视听大语言模型真的能看会听吗？

摘要

视听大语言模型（AVLLMs）正逐渐成为多模态感知的统一接口。我们首次对AVLLM展开机制可解释性研究，通过分析音频与视觉特征在模型不同层级的演化与融合过程，揭示其生成最终文本输出的内在机理。研究发现：尽管AVLLM在中间层编码了丰富的音频语义，但当音频与视觉信息冲突时，这些能力大多无法体现在最终文本生成中。探针分析表明，有效的潜在音频信息确实存在，但深层融合模块会过度偏向视觉表征，从而抑制音频线索的传递。我们进一步追溯这种失衡至训练阶段：AVLLM的音频处理模式与其视觉-语言基础模型高度吻合，表明其对音频监督信号的额外对齐有限。本研究揭示了AVLLM固有的模态偏好，为理解多模态大模型如何整合视听信息提供了新的机制性见解。

English

Audio-Visual Large Language Models (AVLLMs) are emerging as unified interfaces to multimodal perception. We present the first mechanistic interpretability study of AVLLMs, analyzing how audio and visual features evolve and fuse through different layers of an AVLLM to produce the final text outputs. We find that although AVLLMs encode rich audio semantics at intermediate layers, these capabilities largely fail to surface in the final text generation when audio conflicts with vision. Probing analyses show that useful latent audio information is present, but deeper fusion layers disproportionately privilege visual representations that tend to suppress audio cues.
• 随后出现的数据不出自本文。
// Copyright 2025 Crrow
//
// Licensed under the Apache License, Version 2.0 (the "License");
// you may not use this file except in compliance with the License.
// You may obtain a copy of the License at
//
//      http://www.apache.org/licenses/LICENSE-2.0
//
// Unless required by applicable law or agreed to in writing, software
// distributed under the License is distributed on an "AS IS" BASIS,
// WITHOUT WARRANTIES OR CONDITIONS OF ANY KIND, either express or implied.
// See the License for the specific language governing permissions and
// limitations under the License.

//! Tokio runtime construction and the process-wide parallelism setting.

mod error;
mod global;
mod options;

pub use error::{Error, Result};
pub use global::{background_runtime, default_parallelism, init_global_runtimes};
pub use options::{GlobalRuntimeOptions, RuntimeOptions};
pub use tokio::runtime::Runtime;
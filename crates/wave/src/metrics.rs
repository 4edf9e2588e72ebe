// Copyright 2025 Crrow
//
// Licensed under the Apache License, Version 2.0 (the "License");
// you may not use this file except in compliance with the License.
// You may obtain a copy of the License at
//
//      http://www.apache.org/licenses/LICENSE-2.0
//
// Unless required by applicable law or agreed to in writing, software
// distributed under the License is distributed on an "AS IS" BASIS,
// WITHOUT WARRANTIES OR CONDITIONS OF ANY KIND, either express or implied.
// See the License for the specific language governing permissions and
// limitations under the License.

use std::sync::LazyLock;

use prometheus::{
    HistogramVec, IntCounterVec, IntGaugeVec, register_histogram_vec, register_int_counter_vec,
    register_int_gauge_vec,
};

pub const WAVE_LABEL: &str = "wave";

pub static WAVE_SWEEPS_STARTED: LazyLock<IntCounterVec> = LazyLock::new(|| {
    register_int_counter_vec!(
        "wave_sweeps_started_total",
        "Total number of sweeps started",
        &[WAVE_LABEL]
    )
    .unwrap()
});

pub static WAVE_SWEEPS_COMPLETED: LazyLock<IntCounterVec> = LazyLock::new(|| {
    register_int_counter_vec!(
        "wave_sweeps_completed_total",
        "Total number of sweeps that processed every item",
        &[WAVE_LABEL]
    )
    .unwrap()
});

pub static WAVE_SWEEPS_ABORTED: LazyLock<IntCounterVec> = LazyLock::new(|| {
    register_int_counter_vec!(
        "wave_sweeps_aborted_total",
        "Total number of sweeps abandoned by a stop request",
        &[WAVE_LABEL]
    )
    .unwrap()
});

pub static WAVE_SESSIONS: LazyLock<IntCounterVec> = LazyLock::new(|| {
    register_int_counter_vec!(
        "wave_sessions_total",
        "Total number of items run through the session hook chain",
        &[WAVE_LABEL]
    )
    .unwrap()
});

pub static WAVE_SESSION_PANICS: LazyLock<IntCounterVec> = LazyLock::new(|| {
    register_int_counter_vec!(
        "wave_session_panics_total",
        "Total number of session hook chains that panicked",
        &[WAVE_LABEL]
    )
    .unwrap()
});

pub static WAVE_PAUSED: LazyLock<IntCounterVec> = LazyLock::new(|| {
    register_int_counter_vec!(
        "wave_paused_total",
        "Total number of times waves were paused",
        &[WAVE_LABEL]
    )
    .unwrap()
});

pub static WAVE_RESUMED: LazyLock<IntCounterVec> = LazyLock::new(|| {
    register_int_counter_vec!(
        "wave_resumed_total",
        "Total number of times waves were resumed",
        &[WAVE_LABEL]
    )
    .unwrap()
});

pub static WAVE_WORKERS_ACTIVE: LazyLock<IntGaugeVec> = LazyLock::new(|| {
    register_int_gauge_vec!(
        "wave_workers_active",
        "Number of workers of the current sweep that have not terminated",
        &[WAVE_LABEL]
    )
    .unwrap()
});

pub static WAVE_SESSION_DURATION_SECONDS: LazyLock<HistogramVec> = LazyLock::new(|| {
    register_histogram_vec!(
        "wave_session_duration_seconds",
        "Duration of one item's session hook chain in seconds",
        &[WAVE_LABEL]
    )
    .unwrap()
});
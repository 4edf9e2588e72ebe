// Copyright 2025 Crrow
//
// Licensed under the Apache License, Version 2.0 (the "License");
// you may not use this file except in compliance with the License.
// You may obtain a copy of the License at
//
//      http://www.apache.org/licenses/LICENSE-2.0
//
// Unless required by applicable law or agreed to in writing, software
// distributed under the License is distributed on an "AS IS" BASIS,
// WITHOUT WARRANTIES OR CONDITIONS OF ANY KIND, either express or implied.
// See the License for the specific language governing permissions and
// limitations under the License.

use std::{
    sync::{
        Arc,
        atomic::{AtomicUsize, Ordering},
    },
    time::Duration,
};

use tidal_wave::{Plugin, WaveContext};
use tokio::process::Command;
use tracing::{debug, info, warn};

/// Per-sweep success and failure counts shared by the session plugin and
/// [`SummaryPlugin`].
#[derive(Debug, Default)]
pub struct Outcomes {
    succeeded: AtomicUsize,
    failed:    AtomicUsize,
}

impl Outcomes {
    fn record(&self, ok: bool) {
        let counter = if ok { &self.succeeded } else { &self.failed };
        counter.fetch_add(1, Ordering::Relaxed);
    }

    /// Read and reset the counts.
    fn take(&self) -> (usize, usize) {
        (
            self.succeeded.swap(0, Ordering::Relaxed),
            self.failed.swap(0, Ordering::Relaxed),
        )
    }
}

/// Runs a shell command per item, with every `{}` replaced by the item.
pub struct ExecPlugin {
    template: String,
    timeout:  Duration,
    outcomes: Arc<Outcomes>,
}

impl ExecPlugin {
    pub const fn new(template: String, timeout: Duration, outcomes: Arc<Outcomes>) -> Self {
        ExecPlugin {
            template,
            timeout,
            outcomes,
        }
    }

    fn command_for(&self, item: &str) -> String { self.template.replace("{}", item) }
}

#[async_trait::async_trait]
impl Plugin for ExecPlugin {
    fn name(&self) -> &'static str { "exec" }

    async fn session(&self, ctx: &WaveContext, item: &str) {
        let command = self.command_for(item);
        let run = Command::new("sh")
            .arg("-c")
            .arg(&command)
            .kill_on_drop(true)
            .output();

        let ok = match tokio::time::timeout(self.timeout, run).await {
            Ok(Ok(output)) if output.status.success() => {
                debug!(wave = ctx.name(), item, "Command succeeded");
                true
            }
            Ok(Ok(output)) => {
                warn!(
                    wave = ctx.name(),
                    item,
                    status = %output.status,
                    stderr = %String::from_utf8_lossy(&output.stderr).trim_end(),
                    "Command failed"
                );
                false
            }
            Ok(Err(e)) => {
                warn!(wave = ctx.name(), item, error = %e, "Failed to spawn command");
                false
            }
            Err(_) => {
                warn!(wave = ctx.name(), item, timeout = ?self.timeout, "Command timed out");
                false
            }
        };
        self.outcomes.record(ok);
    }
}

/// Logs each item; the session used when no command is given.
pub struct EchoPlugin {
    outcomes: Arc<Outcomes>,
}

impl EchoPlugin {
    pub const fn new(outcomes: Arc<Outcomes>) -> Self { EchoPlugin { outcomes } }
}

#[async_trait::async_trait]
impl Plugin for EchoPlugin {
    fn name(&self) -> &'static str { "echo" }

    async fn session(&self, ctx: &WaveContext, item: &str) {
        info!(wave = ctx.name(), sweep = ctx.sweep(), item, "Visited");
        self.outcomes.record(true);
    }
}

/// Logs the outcome of every sweep at its end.
pub struct SummaryPlugin {
    outcomes: Arc<Outcomes>,
}

impl SummaryPlugin {
    pub const fn new(outcomes: Arc<Outcomes>) -> Self { SummaryPlugin { outcomes } }
}

#[async_trait::async_trait]
impl Plugin for SummaryPlugin {
    fn name(&self) -> &'static str { "summary" }

    async fn init(&self, ctx: &WaveContext) {
        info!(
            wave = ctx.name(),
            items = ctx.items().len(),
            concurrency = ctx.concurrency(),
            repeat = ctx.repeat(),
            "Sweeping"
        );
    }

    async fn pause(&self, ctx: &WaveContext) { info!(wave = ctx.name(), "Paused"); }

    async fn unpause(&self, ctx: &WaveContext) { info!(wave = ctx.name(), "Resumed"); }

    async fn end(&self, ctx: &WaveContext) {
        let (succeeded, failed) = self.outcomes.take();
        info!(wave = ctx.name(), sweep = ctx.sweep(), succeeded, failed, "Sweep finished");
    }

    /// Counting happens in the session plugins.
    async fn session(&self, _ctx: &WaveContext, _item: &str) {}
}
use crate::{
    config::WaveConfig,
    context::WaveContext,
    controller::{Controller, SweepOutcome},
    err::{AlreadyPausedSnafu, NeverStartedSnafu, Result, StoppedSnafu},
    fanout::{Completion, Fanout, Kind, StopReason, SweepSummary, Sweeps},
    id::WaveId,
    metrics::{WAVE_PAUSED, WAVE_RESUMED},
    plugin::{FnPlugin, Hook, Plugin, Plugins, fire},
    worker::Control,
};

#[derive(Debug, Clone, Copy, PartialEq, Eq)]
pub(crate) enum State {
    Idle,
    Running,
    Paused,
    Stopped,
}

/// State shared by every clone of a [`Wave`] and its supervisor task.
pub(crate) struct Shared {
    id:        WaveId,
    config:    RwLock<WaveConfig>,
    started:   AtomicBool,
    plugins:   RwLock<Vec<Arc<dyn Plugin>>>,
    /// Lifecycle state. Holding the lock also serializes lifecycle hooks.
    lifecycle: Mutex<State>,
    paused:    Arc<AtomicBool>,
    control:   watch::Sender<Control>,
    sweep:     AtomicU64,
    fanout:    Fanout,
    kill:      CancellationToken,
    finish:    CancellationToken,
    stopped:   CancellationToken,
}

impl Shared {
    pub(crate) const fn lifecycle(&self) -> &Mutex<State> { &self.lifecycle }

    pub(crate) fn subscribe_control(&self) -> watch::Receiver<Control> { self.control.subscribe() }

    pub(crate) fn context(&self, sweep: u64, config: Arc<WaveConfig>) -> WaveContext {
        let name: Arc<str> = Arc::from(config.name().unwrap_or_default());
        WaveContext::new(self.id, name, sweep, config, self.paused.clone())
    }

    fn config(&self) -> WaveConfig { self.config.read().unwrap_or_else(PoisonError::into_inner).clone() }

    fn name(&self) -> String {
        self.config
            .read()
            .unwrap_or_else(PoisonError::into_inner)
            .name()
            .unwrap_or_default()
            .to_owned()
    }

    fn plugins(&self) -> Plugins {
        self.plugins
            .read()
            .unwrap_or_else(PoisonError::into_inner)
            .iter()
            .cloned()
            .collect()
    }

    /// Context for hooks fired outside a sweep boundary.
    fn current_context(&self) -> WaveContext {
        self.context(self.sweep.load(Ordering::Acquire), Arc::new(self.config()))
    }

    /// Validate the configuration and mark the wave as started. Edits made
    /// through [`Wave::configure`] from here on are validated eagerly.
    fn commit_start(&self) -> Result<Arc<WaveConfig>> {
        let config = self.config.read().unwrap_or_else(PoisonError::into_inner);
        config.validate()?;
        self.started.store(true, Ordering::Release);
        Ok(Arc::new(config.clone()))
    }

    async fn resume_locked(&self, state: &mut State) {
        self.paused.store(false, Ordering::Release);
        self.control.send_replace(Control::Run);
        *state = State::Running;
        let ctx = self.current_context();
        info!(wave = ctx.name(), sweep = ctx.sweep(), "Resuming wave");
        WAVE_RESUMED.with_label_values(&[ctx.name()]).inc();
        fire(&self.plugins(), Hook::Unpause, &ctx).await;
    }

    async fn mark_stopped(&self, reason: StopReason) {
        {
            let mut state = self.lifecycle.lock().await;
            *state = State::Stopped;
            self.paused.store(false, Ordering::Release);
        }
        info!(wave = %self.name(), %reason, "Wave stopped");
        self.fanout.stopped(reason);
        self.stopped.cancel();
    }
}

/// Handle to a wave: a bounded pool of workers sweeping a list of items,
/// optionally forever.
///
/// Cloning is cheap; every clone controls the same wave. The wave keeps
/// running when all handles are dropped, so stop continuous waves
/// explicitly.
///
/// # Example
///
/// ```rust
/// use std::sync::{
///     Arc,
///     atomic::{AtomicUsize, Ordering},
/// };
///
/// use tidal_wave::Wave;
///
/// # #[tokio::main]
/// # async fn main() -> tidal_wave::Result<()> {
/// let seen = Arc::new(AtomicUsize::new(0));
/// let counter = seen.clone();
/// let wave = Wave::once(2, ["db-1", "db-2", "db-3"], move |_host| {
///     let counter = counter.clone();
///     async move {
///         counter.fetch_add(1, Ordering::SeqCst);
///     }
/// });
///
/// let mut sweeps = wave.start().await?;
/// let summary = sweeps.next().await.expect("one sweep");
/// assert_eq!(summary.sessions, 3);
/// wave.wait().await;
/// assert_eq!(seen.load(Ordering::SeqCst), 3);
/// # Ok(())
/// # }
/// ```
#[derive(Clone)]
pub struct Wave {
    shared: Arc<Shared>,
}

impl Wave {
    /// Create a wave from `config`. Nothing runs until [`Wave::start`].
    pub fn new(mut config: WaveConfig) -> Self {
        let id = WaveId::new();
        config.name_or_default(|| id.default_name());
        let (control, _) = watch::channel(Control::Run);
        Wave {
            shared: Arc::new(Shared {
                id,
                config: RwLock::new(config),
                started: AtomicBool::new(false),
                plugins: RwLock::new(Vec::new()),
                lifecycle: Mutex::new(State::Idle),
                paused: Arc::new(AtomicBool::new(false)),
                control,
                sweep: AtomicU64::new(0),
                fanout: Fanout::default(),
                kill: CancellationToken::new(),
                finish: CancellationToken::new(),
                stopped: CancellationToken::new(),
            }),
        }
    }

    /// A wave that sweeps `items` once, calling `callback` per item.
    pub fn once<I, S, F, Fut>(concurrency: usize, items: I, callback: F) -> Self
    where
        I: IntoIterator<Item = S>,
        S: Into<String>,
        F: Fn(String) -> Fut + Send + Sync + 'static,
        Fut: Future<Output = ()> + Send + 'static,
    {
        Self::with_callback(concurrency, items, false, callback)
    }

    /// A wave that sweeps `items` over and over until stopped.
    pub fn continuous<I, S, F, Fut>(concurrency: usize, items: I, callback: F) -> Self
    where
        I: IntoIterator<Item = S>,
        S: Into<String>,
        F: Fn(String) -> Fut + Send + Sync + 'static,
        Fut: Future<Output = ()> + Send + 'static,
    {
        Self::with_callback(concurrency, items, true, callback)
    }

    fn with_callback<I, S, F, Fut>(concurrency: usize, items: I, repeat: bool, callback: F) -> Self
    where
        I: IntoIterator<Item = S>,
        S: Into<String>,
        F: Fn(String) -> Fut + Send + Sync + 'static,
        Fut: Future<Output = ()> + Send + 'static,
    {
        let config = WaveConfig::builder()
            .items(items.into_iter().map(Into::into).collect::<Vec<_>>())
            .concurrency(concurrency)
            .repeat(repeat)
            .build();
        let wave = Self::new(config);
        wave.add_plugin(Arc::new(FnPlugin::new(callback)));
        wave
    }

    pub fn id(&self) -> WaveId { self.shared.id }

    pub fn name(&self) -> String { self.shared.name() }

    /// Copy of the current configuration.
    pub fn config(&self) -> WaveConfig { self.shared.config() }

    /// Edit the configuration.
    ///
    /// Before the first [`start`](Wave::start) edits are applied as-is and
    /// validated by `start`. Afterwards the edited copy must be valid to be
    /// committed, and it applies from the next sweep on.
    pub fn configure(&self, f: impl FnOnce(&mut WaveConfig)) -> Result<()> {
        let mut config = self.shared.config.write().unwrap_or_else(PoisonError::into_inner);
        if !self.shared.started.load(Ordering::Acquire) {
            f(&mut config);
            return Ok(());
        }
        let mut edited = config.clone();
        f(&mut edited);
        edited.validate()?;
        *config = edited;
        Ok(())
    }

    /// Replace the plugin list. A running sweep keeps the list it began with.
    pub fn set_plugins(&self, plugins: Vec<Arc<dyn Plugin>>) {
        *self.shared.plugins.write().unwrap_or_else(PoisonError::into_inner) = plugins;
    }

    pub fn add_plugin(&self, plugin: Arc<dyn Plugin>) {
        self.shared
            .plugins
            .write()
            .unwrap_or_else(PoisonError::into_inner)
            .push(plugin);
    }

    pub fn plugins(&self) -> Vec<Arc<dyn Plugin>> {
        self.shared
            .plugins
            .read()
            .unwrap_or_else(PoisonError::into_inner)
            .clone()
    }

    /// Start the wave, or resume it when paused.
    ///
    /// The first call validates the configuration, runs the `init` hooks and
    /// launches the first sweep in the background. On a paused wave it
    /// resumes and fires the `unpause` hooks. On a running wave it only
    /// returns another receiver and does not fire the `start` hooks again,
    /// so they fire exactly once per sweep. Every call returns a [`Sweeps`]
    /// receiver reporting each completed sweep from then on.
    pub async fn start(&self) -> Result<Sweeps> {
        let mut state = self.shared.lifecycle.lock().await;
        match *state {
            State::Stopped => return StoppedSnafu { name: self.name() }.fail(),
            State::Running => {}
            State::Paused => self.shared.resume_locked(&mut state).await,
            State::Idle => {
                let config = self.shared.commit_start()?;
                let sweeps = self.shared.fanout.subscribe();
                let ctx = self.shared.context(0, config.clone());
                info!(
                    wave = ctx.name(),
                    id = %ctx.id(),
                    items = ctx.items().len(),
                    concurrency = ctx.concurrency(),
                    repeat = ctx.repeat(),
                    "Starting wave"
                );
                fire(&self.shared.plugins(), Hook::Init, &ctx).await;
                *state = State::Running;

                let handle = config.spawn_handle();
                handle.spawn(supervise(self.shared.clone(), handle.clone()));
                return Ok(sweeps);
            }
        }
        Ok(self.shared.fanout.subscribe())
    }

    /// Pause the wave. Workers finish the session they are in and park.
    pub async fn pause(&self) -> Result<()> {
        let mut state = self.shared.lifecycle.lock().await;
        match *state {
            State::Idle => NeverStartedSnafu { name: self.name() }.fail(),
            State::Paused => AlreadyPausedSnafu { name: self.name() }.fail(),
            State::Stopped => StoppedSnafu { name: self.name() }.fail(),
            State::Running => {
                self.shared.paused.store(true, Ordering::Release);
                self.shared.control.send_replace(Control::Pause);
                *state = State::Paused;
                let ctx = self.shared.current_context();
                info!(wave = ctx.name(), sweep = ctx.sweep(), "Pausing wave");
                WAVE_PAUSED.with_label_values(&[ctx.name()]).inc();
                fire(&self.shared.plugins(), Hook::Pause, &ctx).await;
                Ok(())
            }
        }
    }

    /// Resume a paused wave. A no-op when the wave is running.
    pub async fn resume(&self) -> Result<()> {
        let mut state = self.shared.lifecycle.lock().await;
        match *state {
            State::Idle => NeverStartedSnafu { name: self.name() }.fail(),
            State::Stopped => StoppedSnafu { name: self.name() }.fail(),
            State::Running => Ok(()),
            State::Paused => {
                self.shared.resume_locked(&mut state).await;
                Ok(())
            }
        }
    }

    /// Stop the wave for good and wait until it has stopped.
    ///
    /// Sessions already running complete; items not yet claimed are dropped.
    /// The interrupted sweep fires no `end` hooks and is not reported as
    /// completed. Stopping a stopped wave is a no-op.
    pub async fn stop(&self) -> Result<()> {
        {
            let state = self.shared.lifecycle.lock().await;
            match *state {
                State::Idle => return NeverStartedSnafu { name: self.name() }.fail(),
                State::Stopped => return Ok(()),
                State::Running | State::Paused => self.shared.kill.cancel(),
            }
        }
        self.wait().await;
        Ok(())
    }

    /// Let the current sweep run to completion, then stop instead of
    /// repeating. Starts or resumes the wave if needed, and waits until it
    /// has stopped.
    pub async fn finish(&self) -> Result<()> {
        let idle = *self.shared.lifecycle.lock().await == State::Idle;
        if idle {
            self.start().await?;
        }
        {
            let mut state = self.shared.lifecycle.lock().await;
            if *state == State::Paused {
                self.shared.resume_locked(&mut state).await;
            }
            self.shared.finish.cancel();
        }
        self.wait().await;
        Ok(())
    }

    /// Wait until the wave has stopped.
    pub async fn wait(&self) { self.shared.stopped.cancelled().await }

    /// Best-effort snapshot; may be stale by the time it is read.
    pub fn is_paused(&self) -> bool { self.shared.paused.load(Ordering::Acquire) }

    pub fn is_stopped(&self) -> bool { self.shared.stopped.is_cancelled() }

    /// Call `f` once when the wave stops. Registering on a stopped wave
    /// calls `f` right away.
    pub fn on_stop(&self, f: impl Fn(StopReason) + Send + Sync + 'static) {
        self.shared.fanout.register(
            Kind::OneShot,
            Arc::new(move |completion: &Completion| {
                if let Completion::Stopped(reason) = completion {
                    f(*reason);
                }
            }),
        );
    }

    /// Call `f` after every completed sweep until the wave stops.
    pub fn after_each(&self, f: impl Fn(&SweepSummary) + Send + Sync + 'static) {
        self.shared.fanout.register(
            Kind::PerWave,
            Arc::new(move |completion: &Completion| {
                if let Completion::Swept(summary) = completion {
                    f(summary);
                }
            }),
        );
    }

    /// Receiver for completed sweeps without starting the wave.
    pub fn sweeps(&self) -> Sweeps { self.shared.fanout.subscribe() }
}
We further trace this imbalance to training: the AVLLM's audio behavior strongly matches its vision-language base model, indicating limited additional alignment to audio supervision. Our findings reveal a fundamental modality bias in AVLLMs and provide new mechanistic insights into how multimodal LLMs integrate audio and vision.